= The Work Number =

American employment verification database

The Work Number is an American employment verification database created in 1985 by Talx Corporation.  Talx, (now Equifax Workforce Solutions) was acquired by Equifax Inc. in February 2007 for US$1.4 billion.

Through The Work Number, employers can purchase data on a prospective employee, including confirmation of an individual's employment records and income for verification purposes. The fee for information provided is given only after the requesting party answers several key questions.

Organizations that have used the Work Number include Fannie Mae, Hilton Hotels, Rent-A-Center, the United States Postal Service, Domino's Pizza, the University of Pennsylvania, and the University of Missouri System.

The Work Number collects and archives weekly salary information. It also collects length of employment, job titles, "location information", and "other kinds of human resources-related information, such as health care providers, whether someone has dental insurance and if they’ve ever filed an unemployment claim."

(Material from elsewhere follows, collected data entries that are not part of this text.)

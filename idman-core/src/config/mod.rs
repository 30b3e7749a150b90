//! Toolkit configuration: profiles, instance bindings, subsystem defaults.

use std::collections::BTreeMap;
use std::path::{Path, PathBuf};

use serde::{Deserialize, Serialize};

use crate::constants::{
    DEFAULT_BATCH_SIZE, DEFAULT_OPERATION_STATE_TTL_SECS, DEFAULT_ORPHAN_CACHE_TTL_SECS,
};
use crate::errors::{ConfigurationError, IdmanResult};
use crate::models::{RetentionPolicy, StorageLimit};

/// Instance binding for one named profile.
#[derive(Debug, Clone, Default, PartialEq, Eq, Serialize, Deserialize)]
#[serde(default)]
pub struct ProfileConfig {
    pub instance_arn: String,
    pub identity_store_id: String,
    pub region: Option<String>,
    pub account_id: Option<String>,
    /// State file for the file-backed directory adapter; a concrete
    /// cloud client ignores this.
    pub directory_file: Option<PathBuf>,
}

/// Bulk executor defaults, overridable per invocation.
#[derive(Debug, Clone, PartialEq, Eq, Serialize, Deserialize)]
#[serde(default)]
pub struct BulkDefaults {
    /// Records per executor batch. Default: 10.
    pub batch_size: usize,
    /// Concurrency bound override; None lets the tuner decide.
    pub max_concurrent: Option<usize>,
    /// Keep processing after individual failures. Default: true.
    pub continue_on_error: bool,
}

impl Default for BulkDefaults {
    fn default() -> Self {
        Self {
            batch_size: DEFAULT_BATCH_SIZE,
            max_concurrent: None,
            continue_on_error: true,
        }
    }
}

/// Top-level configuration, loaded from `~/.idman/config.yaml`.
#[derive(Debug, Clone, Serialize, Deserialize)]
#[serde(default)]
pub struct IdmanConfig {
    /// Profile used when none is given on the command line.
    pub default_profile: Option<String>,
    pub profiles: BTreeMap<String, ProfileConfig>,
    /// Backup storage root; defaults to `~/.idman/backups`.
    pub storage_root: Option<PathBuf>,
    /// Template store directory; defaults to `~/.idman/templates`.
    pub templates_dir: Option<PathBuf>,
    pub retention: RetentionPolicy,
    pub storage_limits: StorageLimit,
    pub bulk: BulkDefaults,
    /// Validity window for the orphaned-assignment cache. Default: 3600.
    pub orphan_cache_ttl_secs: u64,
    /// Inspection window for completed operation state. Default: 300.
    pub operation_state_ttl_secs: u64,
}

impl Default for IdmanConfig {
    fn default() -> Self {
        Self {
            default_profile: None,
            profiles: BTreeMap::new(),
            storage_root: None,
            templates_dir: None,
            retention: RetentionPolicy::default(),
            storage_limits: StorageLimit::default(),
            bulk: BulkDefaults::default(),
            orphan_cache_ttl_secs: DEFAULT_ORPHAN_CACHE_TTL_SECS,
            operation_state_ttl_secs: DEFAULT_OPERATION_STATE_TTL_SECS,
        }
    }
}

impl IdmanConfig {
    /// Load configuration from a YAML file.
    pub fn load_from(path: &Path) -> IdmanResult<Self> {
        let content = std::fs::read_to_string(path).map_err(|e| ConfigurationError::Corrupt {
            path: path.display().to_string(),
            reason: e.to_string(),
        })?;
        let config: IdmanConfig =
            serde_yaml::from_str(&content).map_err(|e| ConfigurationError::Corrupt {
                path: path.display().to_string(),
                reason: e.to_string(),
            })?;
        Ok(config)
    }

    /// Resolve a profile by name, falling back to the default profile.
    ///
    /// A missing profile or an empty instance binding is a configuration
    /// error (exit 1 at the CLI).
    pub fn profile(&self, name: Option<&str>) -> IdmanResult<(String, ProfileConfig)> {
        let name = name
            .map(str::to_string)
            .or_else(|| self.default_profile.clone())
            .ok_or_else(|| ConfigurationError::MissingProfile {
                profile: "<default>".to_string(),
            })?;
        let profile =
            self.profiles
                .get(&name)
                .cloned()
                .ok_or_else(|| ConfigurationError::MissingProfile {
                    profile: name.clone(),
                })?;
        if profile.instance_arn.is_empty() || profile.identity_store_id.is_empty() {
            return Err(ConfigurationError::MissingInstanceBinding { profile: name }.into());
        }
        Ok((name, profile))
    }
}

Equifax sells data to third parties. Companies, including "mortgage, auto and other financial services credit grantors", may request pay rate information similar to a credit report.  Also, "debt/collection agencies may request employment information" to verify someone's place of employment.

== Controversies ==

===Accuracy of information===
Consumers have notified Privacy Rights Clearinghouse that The Work Number's data is inaccurate, with outdated job titles and other misrepresentations of their work history.

=== 2013 sale of sensitive personal information ===

It's the biggest privacy breach in our time, and it’s legal and no one knows it’s going on. It's like a secret CIA.
— Robert Mather, Pre-Employ.com

In January 2013, The Work Number was criticized for selling access to people's ostensibly private data, especially salary data, to third parties, without the informed consent of the subject. Organizations affected included Columbia University, and third parties included debt collection companies.

The director of policy and advocacy at the Privacy Rights Clearinghouse stated, "I think [this] is something that would be offensive to many people. One typically considers salary information to be shared by your employer just with the IRS."

=== 2017 exposure of Americans' salary data ===
On 8 October 2017, Brian Krebs reported that The Work Number exposed the salary histories of employees of tens of thousands of U.S. companies to anyone in possession of the employee's Social Security number and date of birth. For roughly half the U.S. population, both of the latter pieces of data are known to be in the possession of criminals, following Equifax's May-July 2017 security breach.